I admit, I have thought it. Quite often probably.
Not in real life since I don't think I really know anyone in this position. But on here I've thought it, certainly.
However, this thread has gone a long way to re-educate me.
As I've got older and wiser, and certainly the more time I've spent on forums and 'socialise' with people outside my usual circle/type of people, the more I've become aware of my own privilege.
Which is... a happy childhood with loving parents and a resulting very healthy self-esteem. I know I am naive, but as I've gotten older, I have come to realise how rare that actually is. I've been fortunate enough to only have relationships with nice men. In fact, at the grand age of 38 I've never been dumped and never had my heart broken. I mean, I had enough random shags in my twenties with what might have been not lovely men, but I was happy to leave it at just the shag, so never got embroiled in any nastiness.
So - it's easy for me to wonder why others get it so wrong, when I've never had any experience of awfulness or had my self-esteem beaten to a complete pulp.

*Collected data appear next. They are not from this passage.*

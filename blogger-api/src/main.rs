use crate::server::{
    ServerState,
    blobs::{BlobError, FsBlobStore},
    settings::Settings,
};
use blogger_common::{
    listing::PageBound,
    snowflake::{ProcessId, WorkerId},
    util::PositiveDuration,
};
use blogger_db::{DbClient, DbError, MemoryStore, Store};
use serde::Deserialize;
use std::{
    net::{IpAddr, SocketAddr},
    path::PathBuf,
    sync::Arc,
};
use thiserror::Error;
use tower_http::trace::TraceLayer;
use tracing::{debug, info, warn};
use tracing_subscriber::{layer::SubscriberExt, util::SubscriberInitExt};
use url::Url;

mod server;

#[derive(Debug, Error)]
enum InitError {
    #[error("Error parsing .env file: {0}")]
    Dotenv(#[from] dotenvy::Error),
    #[error("Error parsing environment: {0}")]
    Envy(#[from] envy::Error),
    #[error("Error setting up the database: {0}")]
    Database(#[from] DbError),
    #[error("PUBLIC_URL is not an absolute url: {0}")]
    PublicUrl(#[from] url::ParseError),
    #[error("Error setting up blob storage: {0}")]
    Blob(#[from] BlobError),
    #[error("Error binding tcp listener: {0}")]
    TcpBind(std::io::Error),
    #[error("Error serving server: {0}")]
    TcpServe(std::io::Error),
}

#[derive(Clone, Eq, PartialEq, Debug, Deserialize)]
struct Env {
    server_address: IpAddr,
    server_port: u16,
    database_url: Option<String>,
    #[serde(default = "default_public_url")]
    public_url: String,
    #[serde(default = "default_blob_dir")]
    blob_dir: PathBuf,
    #[serde(default)]
    page_bound: PageBound,
    session_ttl_seconds: Option<u64>,
    #[serde(default)]
    worker_id: WorkerId,
    #[serde(default)]
    process_id: ProcessId,
}

fn default_public_url() -> String {
    "http://localhost:8080/".to_owned()
}

fn default_blob_dir() -> PathBuf {
    PathBuf::from("blobs")
}

fn install_tracing() {
    tracing_subscriber::registry()
        .with(
            tracing_subscriber::EnvFilter::try_from_default_env().unwrap_or_else(|_| {
                "blogger_api=debug,\
                blogger_common=debug,\
                blogger_db=debug,\
                tower_http=debug,axum::rejection=trace,sqlx=warn"
                    .into()
            }),
        )
        .with(tracing_subscriber::fmt::layer())
        .init();
}

fn get_env() -> Result<Env, InitError> {
    if let Err(e) = dotenvy::dotenv() {
        if e.not_found() {
            debug!("No .dotenv file found");
        } else {
            return Err(e.into());
        }
    }

    envy::from_env().map_err(InitError::from)
}

async fn connect_store(env: &Env) -> Result<Arc<dyn Store>, InitError> {
    match &env.database_url {
        Some(database_url) => {
            let client = DbClient::connect(database_url, env.worker_id, env.process_id).await?;
            info!("Connected to database");
            Ok(Arc::new(client))
        }
        None => {
            warn!("DATABASE_URL is not set, keeping all data in memory");
            Ok(Arc::new(MemoryStore::new(env.worker_id, env.process_id)))
        }
    }
}

async fn shutdown_signal() {
    let ctrl_c = async {
        if let Err(err) = tokio::signal::ctrl_c().await {
            warn!(%err, "Could not listen for Ctrl+C");
            std::future::pending::<()>().await;
        }
    };

    #[cfg(unix)]
    let terminate = async {
        match tokio::signal::unix::signal(tokio::signal::unix::SignalKind::terminate()) {
            Ok(mut signal) => {
                signal.recv().await;
            }
            Err(err) => {
                warn!(%err, "Could not listen for SIGTERM");
                std::future::pending::<()>().await;
            }
        }
    };

    #[cfg(not(unix))]
    let terminate = std::future::pending::<()>();

    tokio::select! {
        () = ctrl_c => {},
        () = terminate => {},
    }

    info!("Shutting down");
}

#[tokio::main]
async fn main() -> Result<(), InitError> {
    install_tracing();
    let env = get_env()?;

    let settings = Settings::new(
        Url::parse(&env.public_url)?,
        env.page_bound,
        env.session_ttl_seconds.and_then(PositiveDuration::from_seconds),
    );
    let store = connect_store(&env).await?;
    let blobs = FsBlobStore::new(env.blob_dir.clone(), &settings.public_url).await?;

    let state = ServerState {
        store,
        blobs: Arc::new(blobs),
        settings: Arc::new(settings),
    };

    let tracing_layer = TraceLayer::new_for_http();
    let app = server::app(state, &env.blob_dir).layer(tracing_layer);

    let server_address = SocketAddr::new(env.server_address, env.server_port);
    let listener = tokio::net::TcpListener::bind(server_address)
        .await
        .map_err(InitError::TcpBind)?;
    info!(%server_address, "Listening");

    axum::serve(listener, app)
        .with_graceful_shutdown(shutdown_signal())
        .await
        .map_err(InitError::TcpServe)?;

    Ok(())
}
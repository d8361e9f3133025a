use blogger_common::{listing::PageBound, util::PositiveDuration};
use url::Url;

/// Runtime knobs the handlers read.
#[derive(Clone, Eq, PartialEq, Debug, Hash)]
pub struct Settings {
    /// Absolute base of links leaving the site, ending in `/`.
    pub public_url: Url,
    pub page_bound: PageBound,
    /// `None` keeps sessions until sign-out.
    pub session_ttl: Option<PositiveDuration>,
}

impl Settings {
    #[must_use]
    pub fn new(
        mut public_url: Url,
        page_bound: PageBound,
        session_ttl: Option<PositiveDuration>,
    ) -> Self {
        if !public_url.path().ends_with('/') {
            let path = format!("{}/", public_url.path());
            public_url.set_path(&path);
        }

        Self {
            public_url,
            page_bound,
            session_ttl,
        }
    }
}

Plus - at the end of the day, the problem really boils down to idiotic men and women picking up the pieces in their aftermath. Trying to do their best, do the job of two people, etc, etc. They're the ones left, literally, holding the baby. They really don't deserve the judginess. The twattish men who bugger off, responsibility-free, do. So it's a really dangerous path to go down, blaming the women. Or, at best, frowning on them and their choices - when they're doing their best, and it's the man who's been the total arse.
Thanks for starting this thread, OP - I'm a bit embarrassed to admit how often I've thought this to myself, and it's helped me to re-think things quite a bit.